> Input for this task:

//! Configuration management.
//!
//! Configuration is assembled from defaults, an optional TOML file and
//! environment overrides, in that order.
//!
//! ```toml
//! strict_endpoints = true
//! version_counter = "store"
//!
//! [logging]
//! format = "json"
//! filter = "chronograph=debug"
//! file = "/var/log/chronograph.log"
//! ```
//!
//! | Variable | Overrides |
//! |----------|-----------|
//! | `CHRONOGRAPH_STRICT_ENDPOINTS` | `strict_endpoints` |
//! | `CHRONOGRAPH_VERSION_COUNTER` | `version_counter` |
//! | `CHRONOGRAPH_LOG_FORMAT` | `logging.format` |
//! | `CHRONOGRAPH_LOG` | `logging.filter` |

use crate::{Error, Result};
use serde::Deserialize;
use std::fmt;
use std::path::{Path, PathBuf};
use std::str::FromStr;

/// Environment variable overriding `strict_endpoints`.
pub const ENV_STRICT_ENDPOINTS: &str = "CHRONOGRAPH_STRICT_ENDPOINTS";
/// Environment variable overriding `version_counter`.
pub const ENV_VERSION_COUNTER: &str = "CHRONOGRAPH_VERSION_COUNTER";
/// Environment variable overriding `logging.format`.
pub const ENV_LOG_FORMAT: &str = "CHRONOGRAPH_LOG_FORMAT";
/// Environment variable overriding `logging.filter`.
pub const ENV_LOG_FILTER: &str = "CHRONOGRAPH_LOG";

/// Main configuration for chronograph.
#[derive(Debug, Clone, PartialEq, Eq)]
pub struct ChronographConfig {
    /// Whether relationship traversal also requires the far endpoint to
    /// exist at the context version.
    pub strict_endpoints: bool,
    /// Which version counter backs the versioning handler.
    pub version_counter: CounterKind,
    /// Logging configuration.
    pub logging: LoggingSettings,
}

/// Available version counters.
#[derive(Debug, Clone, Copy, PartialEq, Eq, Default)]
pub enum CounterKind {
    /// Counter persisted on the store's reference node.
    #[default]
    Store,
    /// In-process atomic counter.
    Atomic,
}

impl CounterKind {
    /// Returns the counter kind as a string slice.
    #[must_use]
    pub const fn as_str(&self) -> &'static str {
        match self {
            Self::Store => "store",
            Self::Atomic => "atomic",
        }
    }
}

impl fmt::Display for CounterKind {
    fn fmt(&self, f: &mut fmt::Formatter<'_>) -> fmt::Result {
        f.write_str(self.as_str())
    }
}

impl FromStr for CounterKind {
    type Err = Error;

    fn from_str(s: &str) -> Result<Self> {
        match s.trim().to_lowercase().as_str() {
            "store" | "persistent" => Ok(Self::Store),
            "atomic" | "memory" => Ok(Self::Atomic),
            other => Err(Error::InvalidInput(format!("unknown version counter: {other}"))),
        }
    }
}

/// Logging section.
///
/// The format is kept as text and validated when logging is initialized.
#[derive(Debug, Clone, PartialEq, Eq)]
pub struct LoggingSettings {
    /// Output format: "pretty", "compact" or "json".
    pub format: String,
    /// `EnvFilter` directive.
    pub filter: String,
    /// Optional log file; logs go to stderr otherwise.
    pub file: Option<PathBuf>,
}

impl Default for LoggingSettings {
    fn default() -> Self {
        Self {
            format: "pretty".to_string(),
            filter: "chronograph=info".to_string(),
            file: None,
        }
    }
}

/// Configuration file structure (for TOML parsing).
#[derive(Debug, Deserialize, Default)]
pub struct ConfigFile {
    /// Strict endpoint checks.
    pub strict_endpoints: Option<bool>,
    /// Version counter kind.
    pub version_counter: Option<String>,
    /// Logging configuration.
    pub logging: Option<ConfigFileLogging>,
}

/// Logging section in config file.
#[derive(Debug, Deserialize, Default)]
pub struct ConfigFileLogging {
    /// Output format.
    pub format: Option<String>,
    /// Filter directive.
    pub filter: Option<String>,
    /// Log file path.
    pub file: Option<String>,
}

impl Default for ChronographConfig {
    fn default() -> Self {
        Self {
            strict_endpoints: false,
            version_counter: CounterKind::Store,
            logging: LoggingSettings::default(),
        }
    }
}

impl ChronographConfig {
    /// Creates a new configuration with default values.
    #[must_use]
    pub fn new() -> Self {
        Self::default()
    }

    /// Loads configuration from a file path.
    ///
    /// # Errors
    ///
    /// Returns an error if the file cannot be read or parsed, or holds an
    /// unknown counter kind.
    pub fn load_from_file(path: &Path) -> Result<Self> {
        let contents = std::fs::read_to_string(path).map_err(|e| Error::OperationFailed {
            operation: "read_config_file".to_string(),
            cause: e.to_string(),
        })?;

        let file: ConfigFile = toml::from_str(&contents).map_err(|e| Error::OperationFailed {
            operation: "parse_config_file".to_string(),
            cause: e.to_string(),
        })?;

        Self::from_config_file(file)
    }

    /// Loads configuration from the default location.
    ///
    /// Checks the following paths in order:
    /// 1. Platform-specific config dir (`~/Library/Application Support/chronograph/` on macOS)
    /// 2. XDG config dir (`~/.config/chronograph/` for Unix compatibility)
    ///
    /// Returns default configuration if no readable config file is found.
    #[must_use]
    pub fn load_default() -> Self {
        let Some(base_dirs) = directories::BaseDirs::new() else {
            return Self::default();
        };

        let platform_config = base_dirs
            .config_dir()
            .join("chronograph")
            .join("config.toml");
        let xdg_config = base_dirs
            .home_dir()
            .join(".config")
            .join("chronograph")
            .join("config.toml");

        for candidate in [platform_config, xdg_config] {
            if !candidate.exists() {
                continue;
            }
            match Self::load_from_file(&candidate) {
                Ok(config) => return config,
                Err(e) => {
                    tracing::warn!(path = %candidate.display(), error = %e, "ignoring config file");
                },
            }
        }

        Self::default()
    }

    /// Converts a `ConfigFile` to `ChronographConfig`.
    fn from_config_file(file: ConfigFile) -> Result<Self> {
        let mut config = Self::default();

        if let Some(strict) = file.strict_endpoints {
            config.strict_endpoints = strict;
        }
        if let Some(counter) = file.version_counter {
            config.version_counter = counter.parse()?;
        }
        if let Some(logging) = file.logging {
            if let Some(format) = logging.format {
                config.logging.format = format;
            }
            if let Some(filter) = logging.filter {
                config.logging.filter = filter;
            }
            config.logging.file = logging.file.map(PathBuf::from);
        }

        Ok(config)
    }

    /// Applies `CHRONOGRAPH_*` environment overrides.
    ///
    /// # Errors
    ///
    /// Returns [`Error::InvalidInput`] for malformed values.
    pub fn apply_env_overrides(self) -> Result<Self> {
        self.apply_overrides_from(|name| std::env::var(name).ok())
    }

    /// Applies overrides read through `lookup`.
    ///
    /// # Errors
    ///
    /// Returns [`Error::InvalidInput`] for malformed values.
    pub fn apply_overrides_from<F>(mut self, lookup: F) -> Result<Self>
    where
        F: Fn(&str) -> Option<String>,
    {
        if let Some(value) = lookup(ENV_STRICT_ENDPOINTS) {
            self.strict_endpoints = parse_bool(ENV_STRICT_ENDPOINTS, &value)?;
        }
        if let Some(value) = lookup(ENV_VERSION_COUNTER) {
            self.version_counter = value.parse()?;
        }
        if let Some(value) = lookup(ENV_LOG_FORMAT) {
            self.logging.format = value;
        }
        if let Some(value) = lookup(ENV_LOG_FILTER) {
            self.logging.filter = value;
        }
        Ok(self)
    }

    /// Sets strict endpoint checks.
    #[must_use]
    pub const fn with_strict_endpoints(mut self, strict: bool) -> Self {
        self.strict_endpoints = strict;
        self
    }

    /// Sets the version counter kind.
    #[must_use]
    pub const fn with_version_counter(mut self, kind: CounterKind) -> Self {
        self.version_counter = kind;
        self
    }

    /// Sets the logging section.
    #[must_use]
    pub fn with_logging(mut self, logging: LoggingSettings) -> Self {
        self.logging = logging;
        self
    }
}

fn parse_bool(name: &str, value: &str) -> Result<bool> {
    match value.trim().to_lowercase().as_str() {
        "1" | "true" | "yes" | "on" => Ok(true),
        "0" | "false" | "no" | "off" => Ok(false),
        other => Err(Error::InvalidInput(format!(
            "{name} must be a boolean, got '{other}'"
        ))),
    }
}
---
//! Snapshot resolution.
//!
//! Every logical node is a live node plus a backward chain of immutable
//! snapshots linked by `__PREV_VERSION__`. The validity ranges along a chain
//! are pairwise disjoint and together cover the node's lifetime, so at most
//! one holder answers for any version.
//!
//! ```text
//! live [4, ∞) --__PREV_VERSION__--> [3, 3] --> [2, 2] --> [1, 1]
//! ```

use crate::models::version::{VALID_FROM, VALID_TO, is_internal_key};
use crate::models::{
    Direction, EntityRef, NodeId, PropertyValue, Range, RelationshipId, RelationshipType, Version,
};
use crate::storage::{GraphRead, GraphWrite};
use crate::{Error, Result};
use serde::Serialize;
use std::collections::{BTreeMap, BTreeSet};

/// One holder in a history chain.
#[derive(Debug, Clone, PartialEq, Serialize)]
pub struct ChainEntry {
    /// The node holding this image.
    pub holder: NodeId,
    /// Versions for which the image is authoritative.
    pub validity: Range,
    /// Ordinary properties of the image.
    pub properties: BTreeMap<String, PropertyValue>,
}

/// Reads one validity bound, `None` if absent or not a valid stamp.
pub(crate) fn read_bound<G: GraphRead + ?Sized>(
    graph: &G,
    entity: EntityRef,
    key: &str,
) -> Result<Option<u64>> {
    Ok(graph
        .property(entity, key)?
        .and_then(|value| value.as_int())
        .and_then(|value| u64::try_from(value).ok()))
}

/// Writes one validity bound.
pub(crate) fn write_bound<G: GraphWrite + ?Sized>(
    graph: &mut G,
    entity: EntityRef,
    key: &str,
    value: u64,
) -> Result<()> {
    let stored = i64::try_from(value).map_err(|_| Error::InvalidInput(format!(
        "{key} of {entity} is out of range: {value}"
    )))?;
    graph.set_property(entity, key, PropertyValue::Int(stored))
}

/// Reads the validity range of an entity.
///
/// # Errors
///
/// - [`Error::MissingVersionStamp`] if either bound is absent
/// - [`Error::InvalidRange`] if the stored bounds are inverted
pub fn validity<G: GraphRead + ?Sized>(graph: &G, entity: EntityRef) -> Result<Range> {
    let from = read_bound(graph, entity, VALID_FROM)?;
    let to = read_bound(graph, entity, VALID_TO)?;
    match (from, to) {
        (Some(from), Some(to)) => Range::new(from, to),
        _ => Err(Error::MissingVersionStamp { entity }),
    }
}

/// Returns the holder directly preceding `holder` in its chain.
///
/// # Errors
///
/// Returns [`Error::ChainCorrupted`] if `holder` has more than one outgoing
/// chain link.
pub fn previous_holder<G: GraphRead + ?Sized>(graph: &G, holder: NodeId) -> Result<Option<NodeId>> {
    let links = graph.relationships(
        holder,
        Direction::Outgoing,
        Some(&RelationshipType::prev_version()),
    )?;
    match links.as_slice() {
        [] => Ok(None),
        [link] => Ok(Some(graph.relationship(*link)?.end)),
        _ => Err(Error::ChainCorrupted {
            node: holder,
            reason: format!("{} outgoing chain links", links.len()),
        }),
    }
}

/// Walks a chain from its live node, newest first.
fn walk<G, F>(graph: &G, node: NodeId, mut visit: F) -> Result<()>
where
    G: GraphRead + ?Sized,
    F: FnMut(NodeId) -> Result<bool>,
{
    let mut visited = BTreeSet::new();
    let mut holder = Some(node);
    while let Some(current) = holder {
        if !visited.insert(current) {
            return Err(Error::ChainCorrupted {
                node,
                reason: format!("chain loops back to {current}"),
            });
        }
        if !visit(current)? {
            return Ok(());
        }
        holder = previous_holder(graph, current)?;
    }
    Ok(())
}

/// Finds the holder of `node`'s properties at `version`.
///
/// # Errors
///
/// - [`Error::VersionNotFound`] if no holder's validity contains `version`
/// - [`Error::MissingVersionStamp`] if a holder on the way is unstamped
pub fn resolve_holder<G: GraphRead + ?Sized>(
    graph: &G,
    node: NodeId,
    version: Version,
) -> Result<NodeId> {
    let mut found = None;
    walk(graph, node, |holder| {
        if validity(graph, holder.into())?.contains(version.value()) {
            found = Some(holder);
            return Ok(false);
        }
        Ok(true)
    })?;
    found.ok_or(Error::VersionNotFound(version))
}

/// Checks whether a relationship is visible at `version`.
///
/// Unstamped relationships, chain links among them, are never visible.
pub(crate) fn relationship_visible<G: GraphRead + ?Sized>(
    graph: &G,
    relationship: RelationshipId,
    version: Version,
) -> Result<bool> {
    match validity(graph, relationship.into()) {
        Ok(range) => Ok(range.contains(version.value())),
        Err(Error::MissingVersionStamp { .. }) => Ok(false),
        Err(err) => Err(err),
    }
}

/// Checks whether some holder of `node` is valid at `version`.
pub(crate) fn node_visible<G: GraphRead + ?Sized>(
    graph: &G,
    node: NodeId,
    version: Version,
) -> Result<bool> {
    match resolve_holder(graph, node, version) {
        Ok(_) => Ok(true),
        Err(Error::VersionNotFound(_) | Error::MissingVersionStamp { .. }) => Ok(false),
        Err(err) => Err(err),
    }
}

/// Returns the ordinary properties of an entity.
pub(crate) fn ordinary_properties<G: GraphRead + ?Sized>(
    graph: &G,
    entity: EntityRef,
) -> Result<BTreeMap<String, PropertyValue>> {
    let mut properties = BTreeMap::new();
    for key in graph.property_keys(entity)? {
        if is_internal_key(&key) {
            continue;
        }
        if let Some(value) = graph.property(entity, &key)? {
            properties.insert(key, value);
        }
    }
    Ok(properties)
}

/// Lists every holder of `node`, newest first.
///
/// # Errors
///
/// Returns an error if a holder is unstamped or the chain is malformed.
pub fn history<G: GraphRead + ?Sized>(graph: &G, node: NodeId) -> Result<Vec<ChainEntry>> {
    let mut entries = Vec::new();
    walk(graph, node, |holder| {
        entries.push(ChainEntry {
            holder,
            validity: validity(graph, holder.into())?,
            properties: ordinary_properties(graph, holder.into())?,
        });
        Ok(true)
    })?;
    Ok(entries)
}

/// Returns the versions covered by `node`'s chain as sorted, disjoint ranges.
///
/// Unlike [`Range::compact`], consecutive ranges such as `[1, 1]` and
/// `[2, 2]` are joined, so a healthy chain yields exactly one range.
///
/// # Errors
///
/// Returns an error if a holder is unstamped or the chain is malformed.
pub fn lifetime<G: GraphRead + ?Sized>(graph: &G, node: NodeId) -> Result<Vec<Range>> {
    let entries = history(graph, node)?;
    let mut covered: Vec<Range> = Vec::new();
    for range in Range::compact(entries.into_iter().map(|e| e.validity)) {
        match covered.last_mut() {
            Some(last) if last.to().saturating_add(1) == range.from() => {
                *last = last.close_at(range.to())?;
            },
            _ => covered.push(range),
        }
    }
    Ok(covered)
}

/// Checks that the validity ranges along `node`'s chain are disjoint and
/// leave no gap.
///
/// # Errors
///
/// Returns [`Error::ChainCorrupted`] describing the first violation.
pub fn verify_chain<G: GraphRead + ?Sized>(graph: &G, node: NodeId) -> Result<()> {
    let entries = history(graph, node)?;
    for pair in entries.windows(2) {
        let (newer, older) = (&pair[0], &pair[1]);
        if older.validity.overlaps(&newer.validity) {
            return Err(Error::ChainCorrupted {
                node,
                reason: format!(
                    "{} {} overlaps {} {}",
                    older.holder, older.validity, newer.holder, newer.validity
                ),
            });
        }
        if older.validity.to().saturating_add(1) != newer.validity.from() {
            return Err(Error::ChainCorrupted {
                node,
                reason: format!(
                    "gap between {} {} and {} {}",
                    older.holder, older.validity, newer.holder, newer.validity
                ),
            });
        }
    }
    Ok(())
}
...
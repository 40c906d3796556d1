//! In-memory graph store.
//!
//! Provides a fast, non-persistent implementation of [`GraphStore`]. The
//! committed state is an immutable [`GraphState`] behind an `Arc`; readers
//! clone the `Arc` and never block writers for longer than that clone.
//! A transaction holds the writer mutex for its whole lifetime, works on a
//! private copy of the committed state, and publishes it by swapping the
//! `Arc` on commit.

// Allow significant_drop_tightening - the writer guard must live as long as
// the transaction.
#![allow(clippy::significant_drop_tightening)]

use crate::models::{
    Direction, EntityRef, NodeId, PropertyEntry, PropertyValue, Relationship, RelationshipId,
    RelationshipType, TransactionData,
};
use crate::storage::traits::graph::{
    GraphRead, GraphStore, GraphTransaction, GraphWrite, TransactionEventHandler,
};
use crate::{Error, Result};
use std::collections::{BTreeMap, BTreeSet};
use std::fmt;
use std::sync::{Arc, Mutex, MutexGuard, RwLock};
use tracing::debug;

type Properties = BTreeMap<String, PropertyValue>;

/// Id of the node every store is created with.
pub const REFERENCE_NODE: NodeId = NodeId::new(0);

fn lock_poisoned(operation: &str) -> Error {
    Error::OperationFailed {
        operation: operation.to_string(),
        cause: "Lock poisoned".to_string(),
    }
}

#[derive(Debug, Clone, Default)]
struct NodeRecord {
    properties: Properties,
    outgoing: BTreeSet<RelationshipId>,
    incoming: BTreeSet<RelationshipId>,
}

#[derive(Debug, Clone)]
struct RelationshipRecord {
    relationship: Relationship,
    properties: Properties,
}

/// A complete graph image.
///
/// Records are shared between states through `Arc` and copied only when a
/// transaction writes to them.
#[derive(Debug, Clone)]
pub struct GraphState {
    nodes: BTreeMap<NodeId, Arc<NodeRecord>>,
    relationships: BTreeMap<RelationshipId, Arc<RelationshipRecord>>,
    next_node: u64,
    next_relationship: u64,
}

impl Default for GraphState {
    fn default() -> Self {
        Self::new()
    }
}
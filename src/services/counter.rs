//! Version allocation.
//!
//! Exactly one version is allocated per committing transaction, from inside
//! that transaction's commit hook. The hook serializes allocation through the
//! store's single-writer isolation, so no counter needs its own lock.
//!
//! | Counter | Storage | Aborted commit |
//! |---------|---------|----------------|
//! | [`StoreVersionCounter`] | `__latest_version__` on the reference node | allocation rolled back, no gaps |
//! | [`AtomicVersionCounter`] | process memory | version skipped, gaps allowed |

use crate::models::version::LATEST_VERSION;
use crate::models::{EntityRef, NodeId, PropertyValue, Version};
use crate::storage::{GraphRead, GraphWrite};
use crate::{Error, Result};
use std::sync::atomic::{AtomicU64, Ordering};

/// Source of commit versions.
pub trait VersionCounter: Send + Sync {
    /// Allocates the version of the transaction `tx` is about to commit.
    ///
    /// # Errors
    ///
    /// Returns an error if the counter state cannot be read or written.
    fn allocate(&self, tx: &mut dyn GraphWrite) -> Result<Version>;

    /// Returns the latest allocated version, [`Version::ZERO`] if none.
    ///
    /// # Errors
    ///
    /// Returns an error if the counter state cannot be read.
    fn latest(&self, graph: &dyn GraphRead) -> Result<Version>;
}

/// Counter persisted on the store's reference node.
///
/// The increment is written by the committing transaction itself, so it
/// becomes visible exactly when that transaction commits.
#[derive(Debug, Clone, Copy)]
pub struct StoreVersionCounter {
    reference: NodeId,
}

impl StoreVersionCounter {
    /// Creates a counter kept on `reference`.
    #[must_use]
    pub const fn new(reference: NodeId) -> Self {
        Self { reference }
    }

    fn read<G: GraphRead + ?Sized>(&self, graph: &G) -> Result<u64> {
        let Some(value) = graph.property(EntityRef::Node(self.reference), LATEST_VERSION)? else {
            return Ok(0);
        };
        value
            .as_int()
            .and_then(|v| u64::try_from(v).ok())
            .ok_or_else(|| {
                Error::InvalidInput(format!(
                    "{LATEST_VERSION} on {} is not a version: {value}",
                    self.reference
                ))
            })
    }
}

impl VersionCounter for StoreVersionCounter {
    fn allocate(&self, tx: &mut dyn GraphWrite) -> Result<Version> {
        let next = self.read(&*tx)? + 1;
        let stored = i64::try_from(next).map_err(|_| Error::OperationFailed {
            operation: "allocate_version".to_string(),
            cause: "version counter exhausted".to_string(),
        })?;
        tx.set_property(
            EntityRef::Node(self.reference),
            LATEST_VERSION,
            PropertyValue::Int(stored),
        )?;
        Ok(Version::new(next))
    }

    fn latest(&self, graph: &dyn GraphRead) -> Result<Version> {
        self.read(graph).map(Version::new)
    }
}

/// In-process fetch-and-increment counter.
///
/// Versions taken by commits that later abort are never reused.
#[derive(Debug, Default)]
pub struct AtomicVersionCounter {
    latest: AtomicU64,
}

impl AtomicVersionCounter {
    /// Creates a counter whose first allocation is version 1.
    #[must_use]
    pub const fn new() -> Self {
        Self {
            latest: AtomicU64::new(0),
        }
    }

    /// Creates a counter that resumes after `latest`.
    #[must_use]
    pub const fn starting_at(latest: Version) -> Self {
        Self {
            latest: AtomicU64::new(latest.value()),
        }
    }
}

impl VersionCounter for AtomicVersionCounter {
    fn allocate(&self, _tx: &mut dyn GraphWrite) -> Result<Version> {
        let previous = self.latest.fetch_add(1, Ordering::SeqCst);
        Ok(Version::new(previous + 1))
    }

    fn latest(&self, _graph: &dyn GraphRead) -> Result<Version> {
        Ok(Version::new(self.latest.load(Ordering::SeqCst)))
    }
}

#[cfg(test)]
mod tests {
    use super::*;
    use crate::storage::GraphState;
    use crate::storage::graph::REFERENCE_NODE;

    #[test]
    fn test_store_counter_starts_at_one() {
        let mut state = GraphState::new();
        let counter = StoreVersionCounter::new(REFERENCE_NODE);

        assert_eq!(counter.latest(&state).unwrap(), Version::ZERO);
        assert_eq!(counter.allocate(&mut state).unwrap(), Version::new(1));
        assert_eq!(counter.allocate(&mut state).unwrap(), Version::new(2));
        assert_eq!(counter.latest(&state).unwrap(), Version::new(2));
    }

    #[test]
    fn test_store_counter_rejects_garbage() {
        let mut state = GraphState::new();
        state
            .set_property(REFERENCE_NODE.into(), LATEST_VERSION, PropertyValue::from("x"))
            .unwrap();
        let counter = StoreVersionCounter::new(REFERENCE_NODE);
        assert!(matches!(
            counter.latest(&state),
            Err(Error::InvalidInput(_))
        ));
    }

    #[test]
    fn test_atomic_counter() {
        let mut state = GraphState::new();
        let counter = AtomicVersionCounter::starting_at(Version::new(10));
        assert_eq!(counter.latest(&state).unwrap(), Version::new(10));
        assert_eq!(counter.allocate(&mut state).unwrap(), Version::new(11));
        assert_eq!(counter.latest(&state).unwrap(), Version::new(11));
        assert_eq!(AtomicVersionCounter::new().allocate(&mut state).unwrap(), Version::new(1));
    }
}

> Work item: Copy task for the entries above: every line with the string "true".

> Answer to this exercise:
//! strict_endpoints = true
        "1" | "true" | "yes" | "on" => Ok(true),
        Ok(true)
        Ok(_) => Ok(true),
        Ok(true)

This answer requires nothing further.